The Manifest Destiny foresaw ever-expanding boundaries
until the country finally reached the Pacific Coast, enabling negotiations for
purchases of land, in a spirit of national pride and expansion. Conversely, the Monroe
Doctrine,* set boundaries around American tolerance. However, there is a national impulse that seeks to
engage, if not control, places not currently or formerly under the specific
“aegis” and boundaries of the continental U.S. Whether colonies, the most
glaring example today is Puerto Rico, are able to access equal or commensurate
support from the ‘mainland’ however, remains seriously in doubt. Is this
territorial ambition to expand matched by an equally energetic and muscular
follow-through on commitments made in the name of the nation? The answer seems
to point to a “no”. The American argument between military removal of a dictator and the re-establishment of a functioning societies (nation building) remains unresolved, as political voices shout their support for each side.
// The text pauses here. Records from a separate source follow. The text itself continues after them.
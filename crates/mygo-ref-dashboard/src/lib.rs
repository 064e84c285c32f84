//! # mygo-ref-dashboard
//!
//! Reference runtime for the MYGO conversational orchestration core.
//!
//! Walks the core through three dashboard workflows using canned data:
//!
//! 1. **Solution Discovery**: clarification, auto-chained proposal,
//!    refinement, prior-art search (including a failed search), improvise
//!    and the spec creation handoff.
//! 2. **Document Sync**: source listing, sync all, Cloud ALM project
//!    drill-down, an empty dashboard, and a reply that arrives after the
//!    user switched agents.
//! 3. **Artifact Refinement**: generating a specification, refining it
//!    twice, and downloading it, including a JSON error body.
//!
//! All data is hardcoded and fictional. No external API calls are made.

pub mod gateway;
pub mod mock_data;
pub mod router;
pub mod scenarios;

pub use gateway::{DashboardFixture, InMemoryGateway};
pub use router::RecordingRouter;
//! The action dispatcher.
//!
//! Invoking an action produces exactly one of: a backend call whose outcome
//! is reported as a new assistant message, a local state change, or a
//! request to open another surface. Unknown actions are ignored.

use tracing::{debug, info, warn};

use mygo_contracts::{
    action::{Action, ActionKind, Emphasis},
    agent::Surface,
    error::MygoResult,
    gateway::{SyncReport, SyncScope},
    message::{MessageStatus, NewMessage},
    outcome::{RejectReason, TurnOutcome},
};

use crate::{
    registry::AgentRegistry,
    session::ConversationSession,
    traits::{BackendGateway, SurfaceRouter},
    workflow::SolutionDiscovery,
};

/// Upper bound on drill-down actions attached to one message.
pub const MAX_FOLLOW_UPS: usize = 8;

pub const NO_SOURCES: &str =
    "No document sources are configured. Configure a source in Settings to start syncing.";

pub struct Dispatcher<'a> {
    registry: &'a AgentRegistry,
    gateway: &'a dyn BackendGateway,
    router: &'a dyn SurfaceRouter,
}

impl<'a> Dispatcher<'a> {
    pub fn new(
        registry: &'a AgentRegistry,
        gateway: &'a dyn BackendGateway,
        router: &'a dyn SurfaceRouter,
    ) -> Self {
        Self {
            registry,
            gateway,
            router,
        }
    }

    pub fn dispatch(&self, session: &mut ConversationSession, action: &Action) -> TurnOutcome {
        if action.kind == ActionKind::Unknown {
            debug!(action_id = %action.id, "ignoring unknown action");
            return TurnOutcome::Ignored;
        }
        if session.is_pending() {
            debug!(action_id = %action.id, "action rejected, call already pending");
            return TurnOutcome::rejected(RejectReason::CallPending);
        }

        debug!(agent_id = %session.agent_id(), action_id = %action.id, "dispatching action");

        let workflow = SolutionDiscovery::new(self.gateway, self.router);
        match &action.kind {
            ActionKind::OpenEditor => {
                let descriptor = self.registry.resolve(Some(session.agent_id().as_str()));
                self.router
                    .request_surface(Surface::FullEditor(descriptor.id.clone()));
                session.append(NewMessage::info(format!(
                    "Opening the full {} editor...",
                    descriptor.name
                )));
                TurnOutcome::Completed { messages: 1 }
            }
            ActionKind::OpenSettings => {
                self.router.request_surface(Surface::Settings);
                session.append(NewMessage::info("Opening source settings..."));
                TurnOutcome::Completed { messages: 1 }
            }
            ActionKind::Suggestion => {
                session.set_input_draft(action.label.clone());
                TurnOutcome::DraftUpdated
            }
            ActionKind::ListSources => {
                self.with_call(session, "Error listing document sources.", list_sources)
            }
            ActionKind::SyncSource { source_id } => {
                let scope = SyncScope::source(source_id.clone());
                self.with_call(session, "Error syncing the source.", |gw| {
                    sync_one(gw, &scope, &format!("source {}", source_id))
                })
            }
            ActionKind::SyncProject {
                source_id,
                project_id,
            } => {
                let scope = SyncScope::project(source_id.clone(), project_id.clone());
                self.with_call(session, "Error syncing the project.", |gw| {
                    sync_one(gw, &scope, &format!("project {}", project_id))
                })
            }
            ActionKind::SyncAll => {
                self.with_call(session, "Error syncing document sources.", sync_all)
            }
            ActionKind::SyncConnected => {
                self.with_call(session, "Error syncing from Cloud ALM.", sync_connected)
            }
            ActionKind::SearchSimilar => workflow.search_similar(session),
            ActionKind::ProceedToSpec => workflow.proceed_to_spec(session),
            ActionKind::CreateSpec => workflow.create_spec(session),
            ActionKind::Unknown => TurnOutcome::Ignored,
        }
    }

    /// Run one guarded backend step and append whatever it reports.
    fn with_call<F>(&self, session: &mut ConversationSession, failure: &str, call: F) -> TurnOutcome
    where
        F: FnOnce(&dyn BackendGateway) -> MygoResult<NewMessage>,
    {
        let Some(ticket) = session.begin_call() else {
            return TurnOutcome::rejected(RejectReason::CallPending);
        };

        let outcome = match call(self.gateway) {
            Ok(message) => {
                session.append(message);
                TurnOutcome::Completed { messages: 1 }
            }
            Err(e) => {
                warn!(agent_id = %session.agent_id(), error = %e, "action call failed");
                session.append(NewMessage::error(format!("{} Please try again.", failure)));
                TurnOutcome::Failed {
                    reason: e.to_string(),
                }
            }
        };

        session.finish_call(&ticket);
        outcome
    }
}

// ── Source sync steps ────────────────────────────────────────────────────────

fn list_sources(gateway: &dyn BackendGateway) -> MygoResult<NewMessage> {
    let sources = gateway.list_sources()?;
    if sources.is_empty() {
        return Ok(NewMessage::assistant(NO_SOURCES));
    }

    let lines: Vec<String> = sources
        .iter()
        .map(|s| {
            format!(
                "- {} ({}) - {}",
                s.name,
                s.source_type,
                s.status.as_deref().unwrap_or("unknown")
            )
        })
        .collect();
    let actions = sources
        .iter()
        .take(MAX_FOLLOW_UPS)
        .map(|s| {
            Action::new(
                ActionKind::SyncSource {
                    source_id: s.id.clone(),
                },
                format!("Sync {}", s.name),
                Emphasis::Outline,
            )
        })
        .collect();

    Ok(NewMessage::assistant(format!(
        "Found {} document source(s):\n\n{}",
        sources.len(),
        lines.join("\n")
    ))
    .with_actions(actions))
}

fn sync_one(
    gateway: &dyn BackendGateway,
    scope: &SyncScope,
    target: &str,
) -> MygoResult<NewMessage> {
    let report = gateway.sync_source(scope)?;
    info!(
        source_id = %scope.source_id,
        synced = report.synced,
        skipped = report.skipped,
        failed = report.failed,
        "sync finished"
    );
    if report.total() == 0 {
        return Ok(NewMessage::info(format!(
            "Nothing to sync: no documents were found in {}.",
            target
        )));
    }
    Ok(report_message(&format!("Sync of {} finished", target), report))
}

fn sync_all(gateway: &dyn BackendGateway) -> MygoResult<NewMessage> {
    let sources = gateway.list_sources()?;
    if sources.is_empty() {
        return Ok(NewMessage::assistant(NO_SOURCES));
    }

    // A source that fails as a whole counts as one failed item.
    let mut total = SyncReport::default();
    let mut failed_sources: Vec<&str> = Vec::new();
    let mut first_error = None;
    for source in &sources {
        match gateway.sync_source(&SyncScope::source(source.id.clone())) {
            Ok(report) => total.merge(report),
            Err(e) => {
                warn!(source_id = %source.id, error = %e, "source sync failed");
                failed_sources.push(&source.name);
                total.failed += 1;
                first_error.get_or_insert(e);
            }
        }
    }
    if failed_sources.len() == sources.len() {
        if let Some(e) = first_error {
            return Err(e);
        }
    }

    let heading = format!("Synced {} source(s)", sources.len() - failed_sources.len());
    let mut message = report_message(&heading, total);
    if !failed_sources.is_empty() {
        message.content.push_str(&format!(
            "\n\nCould not sync: {}.",
            failed_sources.join(", ")
        ));
        message.status = Some(MessageStatus::Info);
    }
    Ok(message)
}

fn sync_connected(gateway: &dyn BackendGateway) -> MygoResult<NewMessage> {
    let sources = gateway.list_sources()?;
    let Some(source) = sources.iter().find(|s| s.is_connected_system()) else {
        return Ok(NewMessage::assistant(
            "No Cloud ALM source is configured. Connect one in Settings to sync its projects.",
        )
        .with_actions(vec![Action::new(
            ActionKind::OpenSettings,
            "Open settings",
            Emphasis::Primary,
        )]));
    };

    let projects = gateway.list_projects(&source.id)?;
    if projects.is_empty() {
        return Ok(NewMessage::assistant(format!(
            "No projects were found in {}.",
            source.name
        )));
    }

    let mut content = format!(
        "Found {} project(s) in {}. Choose one to sync",
        projects.len(),
        source.name
    );
    if projects.len() > MAX_FOLLOW_UPS {
        content.push_str(&format!(" (showing the first {})", MAX_FOLLOW_UPS));
    }
    content.push(':');

    let actions = projects
        .iter()
        .take(MAX_FOLLOW_UPS)
        .map(|p| {
            Action::new(
                ActionKind::SyncProject {
                    source_id: source.id.clone(),
                    project_id: p.id.clone(),
                },
                p.name.clone(),
                Emphasis::Outline,
            )
        })
        .collect();
    Ok(NewMessage::assistant(content).with_actions(actions))
}

fn report_message(heading: &str, report: SyncReport) -> NewMessage {
    NewMessage::assistant(format!(
        "{}: {} synced, {} skipped, {} failed.",
        heading, report.synced, report.skipped, report.failed
    ))
    .with_status(MessageStatus::Success)
}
Boundaries, of the kind that would demonstrate a kind
of national self-confidence seem to be missing from the history of the United
States’ pursuit of military weapons, given the compulsive acquisition of a
larger arsenal that all other “armed” and developed nations. Boundaries that
would keep town and city police comfortable as law enforcement agencies, and
not another arm of the Pentagon, seem to have been disregarded following 2001,
with the dramatic shift of “hard power” from the Pentagon to local police
agencies. Is this another “American deferral to a default position that appears
on the surface as strength, when, looked at from a more detached position, is
really another sign of limitless anxiety, fear and powerlessness.
Really strong and self-confident people, communities
and nations know without doubt that their positions have merit, their people
are strong, and their military can be a supplemental and complementary adjunct
to civic power, not the first “line of defence”.
The porous swiss-cheese-like labyrinth in which the
health insurance companies operate inside the American health care system, too,
indicate that there really are no heathy boundaries between the Congress and
the insurance lobby, another sign that co-dependence is the dominant trait of
the American system of governance. Politicians, as mere puppets of the
insurance and the pharmaceutical industries, as well as of the military supply
chain, the intelligence system leave the system so unprotected that no farmer
would or could entertain a similar open-field if he wanted to keep and protect
his herd of cattle.
When the current president shouts about “closing the
border” and “keeping out the infidels” (read Muslims) he may have a glib and clenched-fist
rabble of worshippers whose fear is in charge of their heads, without pausing
for a second to recognize the irony of their position: loud and angry voices
taking the lid off the cauldron of their fears. And that fear has been and will
continue to be manipulated, whether by trump or bannon or any of their fickle
cheer-leaders.
And of course, the leaders in Congress, especially the
Republicans, have gone awol on their boundary with the White House. Just
yesterday, Paul Ryan uttered the fatal decision: We are with trump!” as he
effectively (if unconsciously) crossed his Rubicon. There is no going back
after such a declaration, meant one guesses, to be a disciplined statement of
leadership by a party leader vainly attempting to get his ‘troops’ in line. He
might think to call John Boehner, to find out how a master political leader
made out with the Tea Party, before making such a vacuous announcement.
Boundaries, dear reader, help us to get a picture of who
one is, what one will tolerate or not, what kind of principle and foundation
undergird the approach, whether it is a single person, or an organization or a
government. And without verifiable boundaries that can be trusted, one is
little more than a fallen leaf on a stormy lake, about to be blown wherever the
wind decides.
*the policy, as stated by President Monroe in 1823, that the U.S.opposed further European colonization of and interference with independent nations in the Western Hemisphere.
*the policy, as stated by President Monroe in 1823, that the U.S.opposed further European colonization of and interference with independent nations in the Western Hemisphere.